### [Task prompt]
Where a line looks odd, keep it as it is and transcribe all the material.

### [The input]

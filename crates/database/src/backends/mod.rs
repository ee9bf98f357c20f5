//! Database Backend Abstractions
//!
//! The transactional handle consumed by the migrator and the seeder manager,
//! plus its PostgreSQL and SQLite implementations.

pub mod core;
pub mod postgres;
pub mod sqlite;

// Re-export core traits and types
pub use core::*;
pub use postgres::{PostgresPool, PostgresTransaction};
pub use sqlite::{SqlitePool, SqliteTransaction};

/// Database backend type enumeration
#[derive(Debug, Clone, Copy, PartialEq, Eq, Hash)]
pub enum DatabaseBackendType {
    PostgreSQL,
    MySQL,
    SQLite,
}

impl DatabaseBackendType {
    /// Detect the backend from a database URL scheme
    pub fn from_url(url: &str) -> Option<Self> {
        if url.starts_with("postgresql://") || url.starts_with("postgres://") {
            Some(DatabaseBackendType::PostgreSQL)
        } else if url.starts_with("mysql://") {
            Some(DatabaseBackendType::MySQL)
        } else if url.starts_with("sqlite:") || url.starts_with("file:") {
            Some(DatabaseBackendType::SQLite)
        } else {
            None
        }
    }

    /// SQL dialect spoken by this backend
    pub fn dialect(&self) -> SqlDialect {
        match self {
            DatabaseBackendType::PostgreSQL => SqlDialect::PostgreSQL,
            DatabaseBackendType::MySQL => SqlDialect::MySQL,
            DatabaseBackendType::SQLite => SqlDialect::SQLite,
        }
    }
}

impl std::fmt::Display for DatabaseBackendType {
    fn fmt(&self, f: &mut std::fmt::Formatter<'_>) -> std::fmt::Result {
        match self {
            DatabaseBackendType::PostgreSQL => write!(f, "postgresql"),
            DatabaseBackendType::MySQL => write!(f, "mysql"),
            DatabaseBackendType::SQLite => write!(f, "sqlite"),
        }
    }
}

impl std::str::FromStr for DatabaseBackendType {
    type Err = String;

    fn from_str(s: &str) -> Result<Self, Self::Err> {
        match s.to_lowercase().as_str() {
            "postgresql" | "postgres" => Ok(DatabaseBackendType::PostgreSQL),
            "mysql" => Ok(DatabaseBackendType::MySQL),
            "sqlite" => Ok(DatabaseBackendType::SQLite),
            _ => Err(format!("Unsupported database backend: {}", s)),
        }
    }
}

#[cfg(test)]
mod tests {
    use super::*;

    #[test]
    fn test_backend_detection() {
        assert_eq!(
            DatabaseBackendType::from_url("postgres://localhost/app"),
            Some(DatabaseBackendType::PostgreSQL)
        );
        assert_eq!(
            DatabaseBackendType::from_url("mysql://localhost/app"),
            Some(DatabaseBackendType::MySQL)
        );
        assert_eq!(
            DatabaseBackendType::from_url("sqlite::memory:"),
            Some(DatabaseBackendType::SQLite)
        );
        assert_eq!(DatabaseBackendType::from_url("redis://localhost"), None);
        assert_eq!("Postgres".parse::<DatabaseBackendType>(), Ok(DatabaseBackendType::PostgreSQL));
        assert!("oracle".parse::<DatabaseBackendType>().is_err());
    }
}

### [Result for this exercise]
filename crates/database/src/backends/mod.rs
repository ee9bf98f357c20f5
//! Database Backend Abstractions
//!
//! The transactional handle consumed by the migrator and the seeder manager,
//! plus its PostgreSQL and SQLite implementations.

pub mod core;
pub mod postgres;
pub mod sqlite;

// Re-export core traits and types
pub use core::*;
pub use postgres::{PostgresPool, PostgresTransaction};
pub use sqlite::{SqlitePool, SqliteTransaction};

/// Database backend type enumeration
#[derive(Debug, Clone, Copy, PartialEq, Eq, Hash)]
pub enum DatabaseBackendType {
    PostgreSQL,
    MySQL,
    SQLite,
}

impl DatabaseBackendType {
    /// Detect the backend from a database URL scheme
    pub fn from_url(url: &str) -> Option<Self> {
        if url.starts_with("postgresql://") || url.starts_with("postgres://") {
            Some(DatabaseBackendType::PostgreSQL)
        } else if url.starts_with("mysql://") {
            Some(DatabaseBackendType::MySQL)
        } else if url.starts_with("sqlite:") || url.starts_with("file:") {
            Some(DatabaseBackendType::SQLite)
        } else {
            None
        }
    }

    /// SQL dialect spoken by this backend
    pub fn dialect(&self) -> SqlDialect {
        match self {
            DatabaseBackendType::PostgreSQL => SqlDialect::PostgreSQL,
            DatabaseBackendType::MySQL => SqlDialect::MySQL,
            DatabaseBackendType::SQLite => SqlDialect::SQLite,
        }
    }
}

impl std::fmt::Display for DatabaseBackendType {
    fn fmt(&self, f: &mut std::fmt::Formatter<'_>) -> std::fmt::Result {
        match self {
            DatabaseBackendType::PostgreSQL => write!(f, "postgresql"),
            DatabaseBackendType::MySQL => write!(f, "mysql"),
            DatabaseBackendType::SQLite => write!(f, "sqlite"),
        }
    }
}

impl std::str::FromStr for DatabaseBackendType {
    type Err = String;

    fn from_str(s: &str) -> Result<Self, Self::Err> {
        match s.to_lowercase().as_str() {
            "postgresql" | "postgres" => Ok(DatabaseBackendType::PostgreSQL),
            "mysql" => Ok(DatabaseBackendType::MySQL),
            "sqlite" => Ok(DatabaseBackendType::SQLite),
            _ => Err(format!("Unsupported database backend: {}", s)),
        }
    }
}

#[cfg(test)]
mod tests {
    use super::*;

    #[test]
    fn test_backend_detection() {
        assert_eq!(
            DatabaseBackendType::from_url("postgres://localhost/app"),
            Some(DatabaseBackendType::PostgreSQL)
        );
        assert_eq!(
            DatabaseBackendType::from_url("mysql://localhost/app"),
            Some(DatabaseBackendType::MySQL)
        );
        assert_eq!(
            DatabaseBackendType::from_url("sqlite::memory:"),
            Some(DatabaseBackendType::SQLite)
        );
        assert_eq!(DatabaseBackendType::from_url("redis://localhost"), None);
        assert_eq!("Postgres".parse::<DatabaseBackendType>(), Ok(DatabaseBackendType::PostgreSQL));
        assert!("oracle".parse::<DatabaseBackendType>().is_err());
    }
}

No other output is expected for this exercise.